The Review says that a scoping report on PA digi pres should be out “June 2007”.

Brief article about the project in TNA’s RecordKeeping for Autumn 2004.

Original project

The original project was only possible because of a Government programme which had put a BBC Micro into every school in the country by 1980-81, creating a user base of compatible computers. School children in 1986 entered their own data onto their school computers, which was copied onto floppy disks or tapes sent to the BBC. All these text and images, together with analogue photographs of OS maps, were transferred to analogue videotape. The community data finally totalled 29,000 photographs and 27,000 maps. The whole database was then assembled on master videotapes from which the final videodiscs were produced. The monitor was usually a TV, which imposed a limit on the level of detail visible at once: users needed to switch between maps, pictures and text.

Restoration project

There were a number of parallel rescue projects but the one which actually worked was a collaboration between TNA, BBC and others. It did not rescue data from the videodiscs, but from the master tapes.

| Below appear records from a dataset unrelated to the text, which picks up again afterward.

use crate::config::{Endianness, PcmFormat, SampleBits};
use crate::error::ConfigError;
use crate::pcm::encode_pcm_for;
use anyhow::{Context, Result};
use byteorder::{BigEndian, ByteOrder, LittleEndian};
use std::path::Path;

pub const WAV_HEADER_LEN: usize = 44;

/// Largest payload whose RIFF size field (`36 + len`) still fits in a u32.
pub const MAX_PAYLOAD_LEN: usize = u32::MAX as usize - 36;

/// Wraps a PCM payload in the canonical 44-byte RIFF/WAVE header.
///
/// Every multi-byte header field is written in `endianness`, which must match
/// the byte order the payload was encoded with. Payloads longer than
/// `MAX_PAYLOAD_LEN` are rejected.
pub fn encode_wav(
    pcm: &[u8],
    sample_rate: u32,
    num_channels: u16,
    sample_bits: SampleBits,
    endianness: Endianness,
) -> Result<Vec<u8>, ConfigError> {
    let format = PcmFormat {
        sample_rate,
        num_channels,
        sample_bits,
        endianness,
    };
    encode_wav_for(pcm, &format)
}

pub fn encode_wav_for(pcm: &[u8], format: &PcmFormat) -> Result<Vec<u8>, ConfigError> {
    let data_len = payload_len(pcm.len())?;
    let mut out = Vec::with_capacity(WAV_HEADER_LEN + pcm.len());
    out.resize(WAV_HEADER_LEN, 0);
    match format.endianness {
        Endianness::Little => write_header::<LittleEndian>(&mut out, data_len, format),
        Endianness::Big => write_header::<BigEndian>(&mut out, data_len, format),
    }
    out.extend_from_slice(pcm);
    Ok(out)
}

fn payload_len(len: usize) -> Result<u32, ConfigError> {
    if len > MAX_PAYLOAD_LEN {
        return Err(ConfigError::PayloadTooLarge(len));
    }
    Ok(len as u32)
}

fn write_header<B: ByteOrder>(header: &mut [u8], data_len: u32, format: &PcmFormat) {
    // RIFF chunk
    header[0..4].copy_from_slice(b"RIFF");
    B::write_u32(&mut header[4..8], 36 + data_len);
    header[8..12].copy_from_slice(b"WAVE");

    // fmt sub-chunk
    header[12..16].copy_from_slice(b"fmt ");
    B::write_u32(&mut header[16..20], 16);
    B::write_u16(&mut header[20..22], 1); // PCM
    B::write_u16(&mut header[22..24], format.num_channels);
    B::write_u32(&mut header[24..28], format.sample_rate);
    B::write_u32(&mut header[28..32], format.byte_rate());
    B::write_u16(&mut header[32..34], format.block_align());
    B::write_u16(&mut header[34..36], format.sample_bits.bits());

    // data sub-chunk
    header[36..40].copy_from_slice(b"data");
    B::write_u32(&mut header[40..44], data_len);
}

/// Quantizes float samples and wraps them into a complete WAV byte stream.
pub fn encode_wav_from_samples(
    samples: &[f32],
    format: &PcmFormat,
) -> Result<Vec<u8>, ConfigError> {
    encode_wav_for(&encode_pcm_for(samples, format), format)
}

pub fn write_wav_file(path: impl AsRef<Path>, samples: &[f32], format: &PcmFormat) -> Result<()> {
    let path = path.as_ref();
    let bytes = encode_wav_from_samples(samples, format)?;
    std::fs::write(path, &bytes)
        .with_context(|| format!("Failed to write WAV file {}", path.display()))?;
    log::info!("wrote {} bytes to {}", bytes.len(), path.display());
    Ok(())
}

#[cfg(test)]
mod tests {
    use super::*;
    use crate::pcm::encode_pcm;
    use std::io::Cursor;

    #[test]
    fn empty_payload_header_layout() {
        let wav = encode_wav(&[], 16_000, 1, SampleBits::Sixteen, Endianness::Little).unwrap();

        assert_eq!(wav.len(), 44);
        assert_eq!(&wav[0..4], b"RIFF");
        assert_eq!(&wav[4..8], &36u32.to_le_bytes());
        assert_eq!(&wav[8..16], b"WAVEfmt ");
        assert_eq!(&wav[16..20], &16u32.to_le_bytes());
        assert_eq!(&wav[20..22], &1u16.to_le_bytes());
        assert_eq!(&wav[22..24], &1u16.to_le_bytes());
        assert_eq!(&wav[24..28], &16_000u32.to_le_bytes());
        assert_eq!(&wav[28..32], &32_000u32.to_le_bytes());
        assert_eq!(&wav[32..34], &2u16.to_le_bytes());
        assert_eq!(&wav[34..36], &16u16.to_le_bytes());
        assert_eq!(&wav[36..40], b"data");
        assert_eq!(&wav[40..44], &0u32.to_le_bytes());
    }

    #[test]
    fn payload_is_appended_verbatim() {
        let pcm = vec![1, 2, 3, 4, 5, 6];
        let wav = encode_wav(&pcm, 8_000, 2, SampleBits::Eight, Endianness::Little).unwrap();

        assert_eq!(wav.len(), 50);
        assert_eq!(&wav[4..8], &42u32.to_le_bytes());
        assert_eq!(&wav[28..32], &16_000u32.to_le_bytes());
        assert_eq!(&wav[32..34], &2u16.to_le_bytes());
        assert_eq!(&wav[34..36], &8u16.to_le_bytes());
        assert_eq!(&wav[40..44], &6u32.to_le_bytes());
        assert_eq!(&wav[44..], &pcm[..]);
    }

    #[test]
    fn big_endian_header_fields() {
        let wav = encode_wav(&[0; 4], 44_100, 2, SampleBits::Sixteen, Endianness::Big).unwrap();

        assert_eq!(&wav[0..4], b"RIFF");
        assert_eq!(&wav[4..8], &40u32.to_be_bytes());
        assert_eq!(&wav[22..24], &2u16.to_be_bytes());
        assert_eq!(&wav[24..28], &44_100u32.to_be_bytes());
        assert_eq!(&wav[28..32], &176_400u32.to_be_bytes());
        assert_eq!(&wav[40..44], &4u32.to_be_bytes());
    }

    #[test]
    fn little_endian_output_reads_back_with_hound() {
        let samples = vec![0.0, 1.0, -1.0, 0.5, -0.25];
        let format = PcmFormat {
            sample_rate: 16_000,
            num_channels: 1,
            sample_bits: SampleBits::Sixteen,
            endianness: Endianness::Little,
        };
        let wav = encode_wav_from_samples(&samples, &format).unwrap();

        let mut reader = hound::WavReader::new(Cursor::new(wav)).unwrap();
        let spec = reader.spec();
        assert_eq!(spec.channels, 1);
        assert_eq!(spec.sample_rate, 16_000);
        assert_eq!(spec.bits_per_sample, 16);

        let decoded: Vec<i16> = reader.samples::<i16>().map(|s| s.unwrap()).collect();
        assert_eq!(decoded, vec![0, 32767, -32768, 16384, -8192]);
    }

    #[test]
    fn wav_encoding_is_deterministic() {
        let pcm = encode_pcm(&[0.3, -0.6, 0.9], SampleBits::Sixteen, Endianness::Little);
        let a = encode_wav(&pcm, 16_000, 1, SampleBits::Sixteen, Endianness::Little).unwrap();
        let b = encode_wav(&pcm, 16_000, 1, SampleBits::Sixteen, Endianness::Little).unwrap();
        assert_eq!(a, b);
    }

    #[test]
    fn payload_length_must_fit_riff_size_field() {
        assert_eq!(payload_len(0), Ok(0));
        assert_eq!(payload_len(MAX_PAYLOAD_LEN), Ok(u32::MAX - 36));
        assert_eq!(
            payload_len(MAX_PAYLOAD_LEN + 1),
            Err(ConfigError::PayloadTooLarge(MAX_PAYLOAD_LEN + 1))
        );
    }

    #[test]
    fn writes_stereo_file() {
        let dir = tempfile::tempdir().unwrap();
        let path = dir.path().join("take.wav");
        let format = PcmFormat {
            sample_rate: 22_050,
            num_channels: 2,
            sample_bits: SampleBits::Sixteen,
            endianness: Endianness::Little,
        };
        write_wav_file(&path, &[0.5, -0.5, 0.25, -0.25], &format).unwrap();

        let reader = hound::WavReader::open(&path).unwrap();
        assert_eq!(reader.spec().channels, 2);
        assert_eq!(reader.spec().sample_rate, 22_050);
        assert_eq!(reader.duration(), 2);
    }
}
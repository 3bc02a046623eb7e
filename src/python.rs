use crate::config::{Endianness, PcmFormat, ProcessOptions, SampleBits};
use crate::error::ConfigError;
use crate::messages::{ChannelSet, ProcessedChunk};
use crate::pipeline::PipelineHandle;
use crate::processors::ChunkSink;
use anyhow::anyhow;
use numpy::PyArray1;
use pyo3::exceptions::{PyRuntimeError, PyValueError};
use pyo3::prelude::*;
use pyo3::types::{PyBytes, PyDict};

fn config_err(e: ConfigError) -> PyErr {
    PyValueError::new_err(e.to_string())
}

fn runtime_err(e: anyhow::Error) -> PyErr {
    PyRuntimeError::new_err(format!("{:#}", e))
}

/// Delivers chunks to a Python callable as `{"vol", "buffer", "final"}` dicts.
struct PyCallbackSink {
    callback: Py<PyAny>,
}

impl ChunkSink for PyCallbackSink {
    fn deliver(&mut self, chunk: ProcessedChunk) -> anyhow::Result<()> {
        Python::attach(|py| -> PyResult<()> {
            let data = PyDict::new(py);
            data.set_item("vol", chunk.vol)?;
            data.set_item("final", chunk.is_final)?;
            data.set_item("buffer", PyArray1::from_vec(py, chunk.buffer))?;
            self.callback.call1(py, (data,))?;
            Ok(())
        })
        .map_err(|e| anyhow!("Python callback error: {}", e))
    }
}

#[pyclass]
struct Recorder {
    options: ProcessOptions,
    handle: Option<PipelineHandle>,
}

#[pymethods]
impl Recorder {
    #[new]
    #[pyo3(signature = (
        process_size=4096,
        num_channels=1,
        sample_bits=16,
        sample_rate=16000,
        little_endian=None
    ))]
    fn new(
        process_size: usize,
        num_channels: u16,
        sample_bits: u16,
        sample_rate: u32,
        little_endian: Option<bool>,
    ) -> PyResult<Self> {
        let options = ProcessOptions {
            process_size,
            num_channels,
            sample_bits: SampleBits::try_from(sample_bits).map_err(config_err)?,
            sample_rate,
            endianness: little_endian.map_or_else(Endianness::native, Endianness::from_little),
        };
        options.validate().map_err(config_err)?;
        Ok(Self {
            options,
            handle: None,
        })
    }

    #[getter]
    fn little_endian(&self) -> bool {
        self.options.endianness.is_little()
    }

    #[getter]
    fn is_recording(&self) -> bool {
        self.handle.is_some()
    }

    fn start(&mut self, callback: Py<PyAny>) -> PyResult<()> {
        if self.handle.is_some() {
            return Err(PyRuntimeError::new_err("already recording"));
        }
        let handle = PipelineHandle::start(self.options, PyCallbackSink { callback })
            .map_err(runtime_err)?;
        self.handle = Some(handle);
        Ok(())
    }

    /// Queues one render window. `right` is required for stereo recorders.
    #[pyo3(signature = (left, right=None))]
    fn feed(&self, left: Vec<f32>, right: Option<Vec<f32>>) -> PyResult<()> {
        let handle = self
            .handle
            .as_ref()
            .ok_or_else(|| PyRuntimeError::new_err("not recording"))?;
        let window = match right {
            Some(right) => ChannelSet::stereo(left, right).map_err(config_err)?,
            None => ChannelSet::mono(left),
        };
        handle.send_window(window).map_err(runtime_err)
    }

    /// Stops recording and returns the captured duration in seconds.
    fn stop(&mut self, py: Python<'_>) -> PyResult<f64> {
        let mut handle = self
            .handle
            .take()
            .ok_or_else(|| PyRuntimeError::new_err("not recording"))?;
        // The worker needs the GIL to run the callback for the final chunk.
        py.detach(move || handle.stop()).map_err(runtime_err)
    }

    fn encode_pcm<'py>(&self, py: Python<'py>, samples: Vec<f32>) -> Bound<'py, PyBytes> {
        let format = PcmFormat::from(&self.options);
        PyBytes::new(py, &crate::pcm::encode_pcm_for(&samples, &format))
    }

    fn encode_wav<'py>(
        &self,
        py: Python<'py>,
        samples: Vec<f32>,
    ) -> PyResult<Bound<'py, PyBytes>> {
        let format = PcmFormat::from(&self.options);
        let wav = crate::wav::encode_wav_from_samples(&samples, &format).map_err(config_err)?;
        Ok(PyBytes::new(py, &wav))
    }

    fn get_stats<'py>(&self, py: Python<'py>) -> PyResult<Bound<'py, PyDict>> {
        let s = self
            .handle
            .as_ref()
            .map(|h| h.stats())
            .unwrap_or_default();
        let dict = PyDict::new(py);
        dict.set_item("windows_in", s.windows_in)?;
        dict.set_item("samples_in", s.samples_in)?;
        dict.set_item("chunks_out", s.chunks_out)?;
        dict.set_item("samples_out", s.samples_out)?;
        dict.set_item("rejected_messages", s.rejected_messages)?;
        dict.set_item("sink_errors", s.sink_errors)?;
        dict.set_item("last_vol", s.last_vol)?;
        dict.set_item("peak_vol", s.peak_vol)?;
        dict.set_item("window_avg_ms", s.window_processing.avg_ns() / 1_000_000.0)?;
        dict.set_item("window_max_ms", s.window_processing.max_ns as f64 / 1_000_000.0)?;
        Ok(dict)
    }
}

impl Drop for Recorder {
    fn drop(&mut self) {
        if let Some(handle) = self.handle.take() {
            Python::attach(|py| py.detach(move || drop(handle)));
        }
    }
}

#[pyfunction]
fn interleave(left: Vec<f32>, right: Option<Vec<f32>>) -> PyResult<Vec<f32>> {
    let window = match right {
        Some(right) => ChannelSet::stereo(left, right).map_err(config_err)?,
        None => ChannelSet::mono(left),
    };
    Ok(crate::processors::interleave(window))
}

#[pyfunction]
fn rms(samples: Vec<f32>) -> f32 {
    crate::processors::rms(&samples)
}

#[pyfunction]
#[pyo3(name = "encode_pcm", signature = (samples, sample_bits=16, little_endian=None))]
fn encode_pcm_py<'py>(
    py: Python<'py>,
    samples: Vec<f32>,
    sample_bits: u16,
    little_endian: Option<bool>,
) -> PyResult<Bound<'py, PyBytes>> {
    let bits = SampleBits::try_from(sample_bits).map_err(config_err)?;
    let endianness = little_endian.map_or_else(Endianness::native, Endianness::from_little);
    Ok(PyBytes::new(py, &crate::pcm::encode_pcm(&samples, bits, endianness)))
}

#[pyfunction]
#[pyo3(name = "encode_wav", signature = (
    pcm,
    sample_rate=16000,
    num_channels=1,
    sample_bits=16,
    little_endian=None
))]
fn encode_wav_py<'py>(
    py: Python<'py>,
    pcm: Vec<u8>,
    sample_rate: u32,
    num_channels: u16,
    sample_bits: u16,
    little_endian: Option<bool>,
) -> PyResult<Bound<'py, PyBytes>> {
    let bits = SampleBits::try_from(sample_bits).map_err(config_err)?;
    let endianness = little_endian.map_or_else(Endianness::native, Endianness::from_little);
    let wav = crate::wav::encode_wav(&pcm, sample_rate, num_channels, bits, endianness)
        .map_err(config_err)?;
    Ok(PyBytes::new(py, &wav))
}

#[pymodule]
fn recmeter(m: &Bound<'_, PyModule>) -> PyResult<()> {
    m.add_class::<Recorder>()?;
    m.add_function(wrap_pyfunction!(interleave, m)?)?;
    m.add_function(wrap_pyfunction!(rms, m)?)?;
    m.add_function(wrap_pyfunction!(encode_pcm_py, m)?)?;
    m.add_function(wrap_pyfunction!(encode_wav_py, m)?)?;
    Ok(())
}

Independently, LongLife Data Ltd had developed a new PC interface to the community data. It works in the same way as the real one but because a modern monitor has higher resolution than a 1980s TV screen, pictures and text can be shown simultaneously. This is the version now available on the web.

Alans thoughts

  • the data was restored from analogue videotapes, not from the videodiscs or from the submitted floppy disks. After 15 years the tapes were still readable. So in a sense it’s a straightforward media refreshing thing.
  • the new interface is not an exact emulation of the old interface. It is a wholly new app. The current browsing experience has therefore lost authenticity. (Though the data is the same.)
  • can we find out anything about the authenticity of the data itself?